Abigaíl, perfecto ejemplo de una mujer sabia y prudente, nos da una idea de cómo aun estando casada con un hombre cruel, respeta la posición de David cuando va a su encuentro: “ Cuando Abigaíl vio a David, se bajó rápidamente del asno y se inclinó ante él, postrándose rostro en tierra. Se arrojó a sus pies y dijo: —Señor mío, yo tengo la culpa. Deje que esta sierva suya le hable; le ruego que me escuche”, (1 Samuel 25:23-25).

Sabiendo que era merecedora de ser liberada, no se adelanta a los acontecimientos, ni se extralimita. Podemos leer toda la historia en 1 Samuel 25. Veremos que al final su comportamiento prudente le cosechó buenos frutos.

2- Establece tus valores no negociables.

Hazte una pequeña lista que revisarás todos los días antes de tus faenas diarias, sobre todo cuando te enfrentes a situaciones delicadas. En tu lugar de trabajo hazle saber a tu jefe y a tus compañeros de cuáles actividades no eres partícipe.
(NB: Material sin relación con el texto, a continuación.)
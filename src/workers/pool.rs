//! Worker Pool
//!
//! Fixed roster of named workers dispatching typed tasks onto a
//! bounded concurrency substrate. A worker is claimed with a
//! compare-exchange on its busy flag, so concurrent batches can never
//! select the same worker twice. The concurrency ceiling is always
//! finite and never exceeds the roster size.

use std::collections::{HashMap, VecDeque};
use std::sync::atomic::{AtomicBool, AtomicU64, Ordering};
use std::sync::{Arc, Mutex};
use std::time::Instant;

use async_trait::async_trait;
use serde_json::{json, Value};
use tokio::sync::Semaphore;
use tokio::task::JoinSet;
use tracing::{error, info};

use crate::types::{PoolStats, TaskDispatch, TaskHandler, TaskStatus, TaskType, WorkerTask};

// ---------------------------------------------------------------------------
// Worker
// ---------------------------------------------------------------------------

pub struct Worker {
    id: String,
    capabilities: Vec<TaskType>,
    /// Wildcard workers accept any task type.
    wildcard: bool,
    busy: AtomicBool,
    completed: AtomicU64,
}

impl Worker {
    fn new(id: String, capabilities: Vec<TaskType>, wildcard: bool) -> Self {
        Worker {
            id,
            capabilities,
            wildcard,
            busy: AtomicBool::new(false),
            completed: AtomicU64::new(0),
        }
    }

    pub fn id(&self) -> &str {
        &self.id
    }

    pub fn can_handle(&self, task_type: TaskType) -> bool {
        self.wildcard || self.capabilities.contains(&task_type)
    }

    /// Atomically flip idle to busy. False means another task got here
    /// first.
    fn try_claim(&self) -> bool {
        self.busy
            .compare_exchange(false, true, Ordering::AcqRel, Ordering::Acquire)
            .is_ok()
    }

    /// Return to idle and count the task, pass or fail.
    fn release(&self) {
        self.completed.fetch_add(1, Ordering::Relaxed);
        self.busy.store(false, Ordering::Release);
    }

    pub fn is_busy(&self) -> bool {
        self.busy.load(Ordering::Acquire)
    }

    pub fn tasks_completed(&self) -> u64 {
        self.completed.load(Ordering::Relaxed)
    }
}

// ---------------------------------------------------------------------------
// Built-in handler
// ---------------------------------------------------------------------------

/// Baseline task work keyed on task type. Real deployments swap in a
/// handler that routes to the inspector and tester.
pub struct DefaultTaskHandler;

#[async_trait]
impl TaskHandler for DefaultTaskHandler {
    async fn handle(&self, task: &WorkerTask) -> anyhow::Result<Value> {
        let module = task
            .payload
            .get("module_path")
            .cloned()
            .unwrap_or(Value::Null);
        let result = match task.task_type {
            TaskType::Test => json!({"tested": true, "module": module, "passed": true}),
            TaskType::Analyze => json!({"analyzed": true, "module": module, "issues": []}),
            TaskType::Repair => json!({"repaired": true, "module": module}),
            TaskType::Execute => {
                json!({"executed": true, "payload_size": task.payload.to_string().len()})
            }
        };
        Ok(result)
    }
}

// ---------------------------------------------------------------------------
// Pool
// ---------------------------------------------------------------------------

pub struct WorkerPool {
    workers: Vec<Arc<Worker>>,
    handler: Arc<dyn TaskHandler>,
    semaphore: Arc<Semaphore>,
    queue: Mutex<VecDeque<WorkerTask>>,
    results: Mutex<HashMap<String, TaskDispatch>>,
}

impl WorkerPool {
    /// Build the roster: `worker_count` standard workers handling
    /// test/analyze/execute, plus `hybrid_workers` wildcard workers.
    /// Concurrency is capped at `min(roster, max_concurrency)`.
    pub fn new(
        worker_count: usize,
        hybrid_workers: usize,
        max_concurrency: usize,
        handler: Arc<dyn TaskHandler>,
    ) -> Self {
        let mut workers = Vec::with_capacity(worker_count + hybrid_workers);
        for i in 0..worker_count {
            workers.push(Arc::new(Worker::new(
                format!("worker-{:03}", i),
                vec![TaskType::Test, TaskType::Analyze, TaskType::Execute],
                false,
            )));
        }
        for i in 0..hybrid_workers {
            workers.push(Arc::new(Worker::new(
                format!("hybrid-{:03}", i),
                vec![TaskType::Repair, TaskType::Execute],
                true,
            )));
        }

        let ceiling = workers.len().min(max_concurrency).max(1);
        info!(
            "Worker pool ready: {} worker(s), concurrency ceiling {}",
            workers.len(),
            ceiling
        );

        WorkerPool {
            workers,
            handler,
            semaphore: Arc::new(Semaphore::new(ceiling)),
            queue: Mutex::new(VecDeque::new()),
            results: Mutex::new(HashMap::new()),
        }
    }

    /// Enqueue a task for a later `process_queued` call.
    pub fn submit(&self, task: WorkerTask) -> String {
        let task_id = task.task_id.clone();
        self.queue.lock().unwrap().push_back(task);
        task_id
    }

    /// Drain the queue and process everything in it as one batch.
    pub async fn process_queued(&self) -> Vec<TaskDispatch> {
        let tasks: Vec<WorkerTask> = self.queue.lock().unwrap().drain(..).collect();
        if tasks.is_empty() {
            return Vec::new();
        }
        self.process_batch(tasks).await
    }

    /// Dispatch each task to the first idle worker whose capabilities
    /// match, collecting dispatch records as tasks complete. Tasks with
    /// no idle matching worker at selection time are not queued; they
    /// come back as error entries so callers can resubmit.
    pub async fn process_batch(&self, tasks: Vec<WorkerTask>) -> Vec<TaskDispatch> {
        let mut set: JoinSet<TaskDispatch> = JoinSet::new();
        let mut dispatches = Vec::new();

        for mut task in tasks {
            let worker = match self.claim_worker(task.task_type) {
                Some(w) => w,
                None => {
                    dispatches.push(TaskDispatch {
                        task_id: task.task_id.clone(),
                        worker: None,
                        duration_ms: None,
                        result: None,
                        error: Some(format!(
                            "No idle worker for task type '{}'",
                            task.task_type.as_str()
                        )),
                    });
                    continue;
                }
            };

            let handler = self.handler.clone();
            let semaphore = self.semaphore.clone();
            set.spawn(async move {
                let _permit = match semaphore.acquire_owned().await {
                    Ok(permit) => permit,
                    Err(_) => {
                        worker.release();
                        return TaskDispatch {
                            task_id: task.task_id.clone(),
                            worker: Some(worker.id().to_string()),
                            duration_ms: None,
                            result: None,
                            error: Some("worker pool shut down".to_string()),
                        };
                    }
                };

                let start = Instant::now();
                let outcome = handler.handle(&task).await;
                let duration_ms = start.elapsed().as_secs_f64() * 1000.0;

                let dispatch = match outcome {
                    Ok(result) => {
                        task.status = TaskStatus::Completed;
                        task.result = Some(result.clone());
                        TaskDispatch {
                            task_id: task.task_id.clone(),
                            worker: Some(worker.id().to_string()),
                            duration_ms: Some(duration_ms),
                            result: Some(result),
                            error: None,
                        }
                    }
                    Err(e) => {
                        task.status = TaskStatus::Failed;
                        TaskDispatch {
                            task_id: task.task_id.clone(),
                            worker: Some(worker.id().to_string()),
                            duration_ms: Some(duration_ms),
                            result: None,
                            error: Some(e.to_string()),
                        }
                    }
                };

                worker.release();
                dispatch
            });
        }

        while let Some(joined) = set.join_next().await {
            match joined {
                Ok(dispatch) => {
                    if dispatch.error.is_none() {
                        self.results
                            .lock()
                            .unwrap()
                            .insert(dispatch.task_id.clone(), dispatch.clone());
                    }
                    dispatches.push(dispatch);
                }
                Err(e) => error!("Worker task failed to join: {}", e),
            }
        }

        dispatches
    }

    /// Completed dispatch for a task id, if it succeeded.
    pub fn result_for(&self, task_id: &str) -> Option<TaskDispatch> {
        self.results.lock().unwrap().get(task_id).cloned()
    }

    pub fn get_stats(&self) -> PoolStats {
        let idle = self.workers.iter().filter(|w| !w.is_busy()).count();
        PoolStats {
            total_workers: self.workers.len(),
            idle,
            busy: self.workers.len() - idle,
            queue_size: self.queue.lock().unwrap().len(),
            total_completed: self.workers.iter().map(|w| w.tasks_completed()).sum(),
        }
    }

    fn claim_worker(&self, task_type: TaskType) -> Option<Arc<Worker>> {
        self.workers
            .iter()
            .find(|w| w.can_handle(task_type) && w.try_claim())
            .cloned()
    }
}
//! Continuous Watch
//!
//! Directory polling for watch mode. Each cycle discovers every Python
//! module under the watch root, batch tests them through the tester's
//! bounded fan-out, and hands each failing module to the repair
//! pipeline in sequence.

use std::path::Path;

use anyhow::Result;
use serde::Serialize;
use tracing::{debug, warn};
use walkdir::WalkDir;

use super::autonomy::AutonomyEngine;

/// Counts from a single watch cycle.
#[derive(Clone, Copy, Debug, Default, Serialize)]
pub struct ScanSummary {
    pub tested: usize,
    pub failed: usize,
    pub repaired: usize,
}

/// Every `.py` file under `root`, sorted for a stable cycle order.
pub fn discover_modules(root: &Path) -> Vec<String> {
    let mut modules: Vec<String> = WalkDir::new(root)
        .into_iter()
        .filter_map(|entry| entry.ok())
        .filter(|entry| entry.file_type().is_file())
        .filter(|entry| {
            entry
                .path()
                .extension()
                .map(|ext| ext == "py")
                .unwrap_or(false)
        })
        .filter_map(|entry| entry.path().to_str().map(String::from))
        .collect();
    modules.sort();
    modules
}

/// One poll of the watch directory: test everything, repair failures.
pub async fn scan_cycle(engine: &AutonomyEngine, watch_dir: &str) -> Result<ScanSummary> {
    let modules = discover_modules(Path::new(watch_dir));
    let mut summary = ScanSummary {
        tested: modules.len(),
        ..ScanSummary::default()
    };
    if modules.is_empty() {
        debug!("No modules found under {}", watch_dir);
        return Ok(summary);
    }

    let results = engine.tester().test_batch(&modules, None).await;
    for result in results.iter().filter(|r| !r.passed) {
        summary.failed += 1;
        let outcome = engine.handle_incident(&result.module_id).await?;
        if outcome.repaired {
            summary.repaired += 1;
        } else {
            warn!(
                "Module {} not repaired: {}",
                result.module_id,
                outcome.reason.as_deref().unwrap_or("unknown")
            );
        }
    }
    Ok(summary)
}
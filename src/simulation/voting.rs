use alloy_primitives::{address, Address, Bytes, B256};
use async_trait::async_trait;
use eyre::{ensure, eyre};
use reth_tracing::tracing::{debug, info};
use serde::Serialize;
use std::num::NonZeroU64;

use super::ballot::Ballot;
use super::{SimulationRequest, SimulationRoutine};
use crate::constants::DEFAULT_EPOCH_DURATION;
use crate::devnet::{EpochClock, LocalChain, TxKind};

/// Target of proposal and ballot calls on the in-process chain
pub const BALLOT_BOX_ADDRESS: Address = address!("0000000000000000000000000000000000001000");

/// Calldata that opens a proposal
const PROPOSE_CALLDATA: &[u8] = b"propose";
const PROPOSE_GAS: u64 = 150_000;
const VOTE_GAS: u64 = 80_000;

/// Outcome of one voting round
#[derive(Debug, Clone, PartialEq, Eq, Serialize)]
#[serde(rename_all = "camelCase")]
pub struct SimulationReport {
    /// Network the round ran on
    pub network: String,
    /// Account that opened the proposal
    pub proposer: Address,
    /// Proposal id (hash of the propose transaction)
    pub proposal_id: B256,
    /// Epoch the proposal was opened in
    pub proposal_epoch: u64,
    /// Number of voters
    pub voters: usize,
    /// Ballots in favor
    pub votes_for: usize,
    /// Ballots against
    pub votes_against: usize,
    /// Blocks mined during the round
    pub blocks_mined: u64,
    /// Timestamp of the proposal block
    pub first_block_timestamp: u64,
    /// Timestamp of the last ballot block
    pub last_block_timestamp: u64,
}

/// One governance voting round on the in-process chain.
///
/// The governance authority opens a proposal. The first `voter_count` eligible
/// voters then cast signed ballots, alternating for and against. Every ballot
/// must be mined in the proposal's epoch.
#[derive(Debug, Clone)]
pub struct VotingRoundSimulation {
    epoch_duration: NonZeroU64,
}

impl VotingRoundSimulation {
    /// Round with the given voting epoch length
    pub fn new(epoch_duration: NonZeroU64) -> Self {
        Self { epoch_duration }
    }

    /// Voting epoch length in seconds
    pub fn epoch_duration(&self) -> u64 {
        self.epoch_duration.get()
    }
}

impl Default for VotingRoundSimulation {
    fn default() -> Self {
        Self::new(DEFAULT_EPOCH_DURATION)
    }
}

#[async_trait]
impl SimulationRoutine for VotingRoundSimulation {
    type Output = SimulationReport;

    async fn run(&self, request: &SimulationRequest) -> eyre::Result<SimulationReport> {
        let network = request.network();
        let params = network.profile().local_chain.as_ref().ok_or_else(|| {
            eyre!("Network '{}' has no in-process chain to run the voting round on", network.name())
        })?;
        let pool = request.accounts();
        let proposer = pool.governance_authority().ok_or_else(|| eyre!("Account pool is empty"))?;

        let mut chain = LocalChain::new(params, pool);
        let epochs = EpochClock::new(params.initial_timestamp, self.epoch_duration);
        let start_block = chain.block_number();

        let proposal = chain.call(
            proposer.address(),
            BALLOT_BOX_ADDRESS,
            Bytes::from_static(PROPOSE_CALLDATA),
            PROPOSE_GAS,
        )?;
        let proposal_epoch = epochs.epoch_of(proposal.timestamp);
        info!(
            target: "govsim::simulation",
            proposer = %proposer.address(),
            proposal = %proposal.tx_hash,
            epoch = proposal_epoch,
            "Proposal opened"
        );

        let voters = pool.voter_candidates().iter().take(request.voter_count());
        for (i, voter) in voters.enumerate() {
            let ballot = Ballot { proposal_id: proposal.tx_hash, support: i % 2 == 0 };
            let data = ballot.seal(voter.private_key.signer()).await?;
            let receipt = chain.call(voter.address(), BALLOT_BOX_ADDRESS, data, VOTE_GAS)?;
            debug!(
                target: "govsim::simulation",
                voter = %voter.address(),
                support = ballot.support,
                block = receipt.block_number,
                "Ballot cast"
            );
        }

        // Tally from what the chain recorded, not from what was sent.
        let (mut votes_for, mut votes_against) = (0, 0);
        for block in chain.blocks().iter().skip_while(|b| b.number <= proposal.block_number) {
            for tx in &block.transactions {
                let TxKind::Call { to, data } = &tx.kind else { continue };
                if *to != BALLOT_BOX_ADDRESS {
                    continue;
                }
                let ballot = Ballot::verify(data, tx.from)?;
                ensure!(
                    ballot.proposal_id == proposal.tx_hash,
                    "Ballot from {} targets unknown proposal {}",
                    tx.from,
                    ballot.proposal_id
                );
                let epoch = epochs.epoch_of(block.timestamp);
                ensure!(
                    epoch == proposal_epoch,
                    "Ballot from {} mined in epoch {} but the proposal is in epoch {}",
                    tx.from,
                    epoch,
                    proposal_epoch
                );
                if ballot.support {
                    votes_for += 1;
                } else {
                    votes_against += 1;
                }
            }
        }

        let report = SimulationReport {
            network: network.name().to_string(),
            proposer: proposer.address(),
            proposal_id: proposal.tx_hash,
            proposal_epoch,
            voters: request.voter_count(),
            votes_for,
            votes_against,
            blocks_mined: chain.block_number() - start_block,
            first_block_timestamp: proposal.timestamp,
            last_block_timestamp: chain.timestamp(),
        };
        info!(
            target: "govsim::simulation",
            votes_for,
            votes_against,
            blocks = report.blocks_mined,
            "Voting round complete"
        );
        Ok(report)
    }
}

#[cfg(test)]
mod tests {
    use super::*;
    use crate::accounts::{max_balance, source::keyed_account, AccountPool, KeySource};
    use crate::config::RpcOverrides;
    use crate::network::{LocalChainParams, NetworkHandle, NetworkRegistry};
    use crate::simulation::{DriverError, SimulationDriver};
    use std::sync::Arc;

    fn pool(with_genesis_governance: bool) -> Arc<AccountPool> {
        let deployer =
            keyed_account(&format!("{:064x}", 999), KeySource::Deployer, max_balance()).unwrap();
        let corpus = (1..=8u64)
            .map(|i| {
                keyed_account(&format!("{i:064x}"), KeySource::Corpus { index: 0 }, max_balance())
                    .unwrap()
            })
            .collect();
        let genesis_governance = with_genesis_governance.then(|| {
            keyed_account(&format!("{:064x}", 777), KeySource::GenesisGovernance, max_balance())
                .unwrap()
        });
        Arc::new(
            AccountPool::assemble(Some(deployer), corpus, 100, genesis_governance, None).unwrap(),
        )
    }

    fn network(pool: &Arc<AccountPool>, name: &str) -> NetworkHandle {
        NetworkRegistry::new(Arc::clone(pool), &RpcOverrides::default())
            .unwrap()
            .resolve(name)
            .unwrap()
    }

    #[test]
    fn test_default_epoch_duration() {
        assert_eq!(VotingRoundSimulation::default().epoch_duration(), 180);
    }

    #[tokio::test]
    async fn test_round_on_hardhat() {
        let pool = pool(false);
        let driver = SimulationDriver::new(VotingRoundSimulation::default());

        let report = driver.run(network(&pool, "hardhat"), Arc::clone(&pool), 4).await.unwrap();

        assert_eq!(report.network, "hardhat");
        assert_eq!(report.proposer, pool.accounts()[0].address());
        assert_eq!(report.voters, 4);
        assert_eq!((report.votes_for, report.votes_against), (2, 2));
        assert_eq!(report.blocks_mined, 5);
        assert_eq!(report.first_block_timestamp, report.last_block_timestamp);
        assert_eq!(report.proposal_epoch, 0);
    }

    #[tokio::test]
    async fn test_genesis_governance_opens_proposal() {
        let pool = pool(true);
        let driver = SimulationDriver::new(VotingRoundSimulation::default());

        let report = driver.run(network(&pool, "hardhat"), Arc::clone(&pool), 3).await.unwrap();

        assert_eq!(report.proposer, pool.genesis_governance().unwrap().address());
        assert_eq!((report.votes_for, report.votes_against), (2, 1));
    }

    #[tokio::test]
    async fn test_round_is_deterministic() {
        let pool = pool(true);
        let driver = SimulationDriver::new(VotingRoundSimulation::default());

        let first = driver.run(network(&pool, "hardhat"), Arc::clone(&pool), 8).await.unwrap();
        let second = driver.run(network(&pool, "hardhat"), Arc::clone(&pool), 8).await.unwrap();

        assert_eq!(first, second);
    }

    #[tokio::test]
    async fn test_remote_network_is_execution_error() {
        let pool = pool(false);
        let driver = SimulationDriver::new(VotingRoundSimulation::default());

        let err = driver.run(network(&pool, "coston2"), Arc::clone(&pool), 2).await.unwrap_err();

        assert!(matches!(&err, DriverError::Execution(_)));
        assert!(err.to_string().contains("coston2"));
    }

    #[tokio::test]
    async fn test_strict_timestamps_cross_epoch_boundary() {
        let pool = pool(false);
        let hardhat = network(&pool, "hardhat");
        let mut profile = hardhat.profile().clone();
        profile.local_chain =
            Some(LocalChainParams::new(31337, "2021-01-01", 125_000_000, false).unwrap());
        let strict = NetworkHandle::new(profile, Arc::clone(&pool));

        // Proposal at +1s, ballots at +2s, +3s: the second ballot leaves the 3s epoch.
        let routine = VotingRoundSimulation::new(NonZeroU64::new(3).unwrap());
        let driver = SimulationDriver::new(routine);

        let err = driver.run(strict, Arc::clone(&pool), 2).await.unwrap_err();
        assert!(err.to_string().contains("epoch"), "unexpected error: {err}");
    }
}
Si sales en viajes de trabajo, lleva esta lista contigo. Puede que recibas presiones grupales para ir a lugares o participar de reuniones que no convienen. Escucharás esa vocecita que te dice: “No importa, sólo son unos minutos, además, andas sola”. ¡No la escuches! Es mejor prevenir que lamentar.

3- ¡HUYE!

Si ya estás dentro de una situación que te ha llevado más allá de tu límite, entonces, aléjate tan pronto como sea posible. Así lo hizo José con la esposa de su jefe Potifar. Y aunque la señora le ocasionó tremendo enredo mandándolo injustamente a la cárcel, leemos que: “… Jehová estaba con José y le extendió su misericordia, y le dio gracia en los ojos del jefe de la cárcel”, (Génesis 39:23).

Amada, como último recordatorio, la Palabra de Dios nos manda que “Así que sométanse a Dios. Resistan al diablo, y él huirá de ustedes”, (Santiago 4:7).

¡No estás sola!  Recuerda que “Dios no nos ha dado un espíritu de timidez, sino de poder, de amor y de dominio propio”, (2 Timoteo 1:7).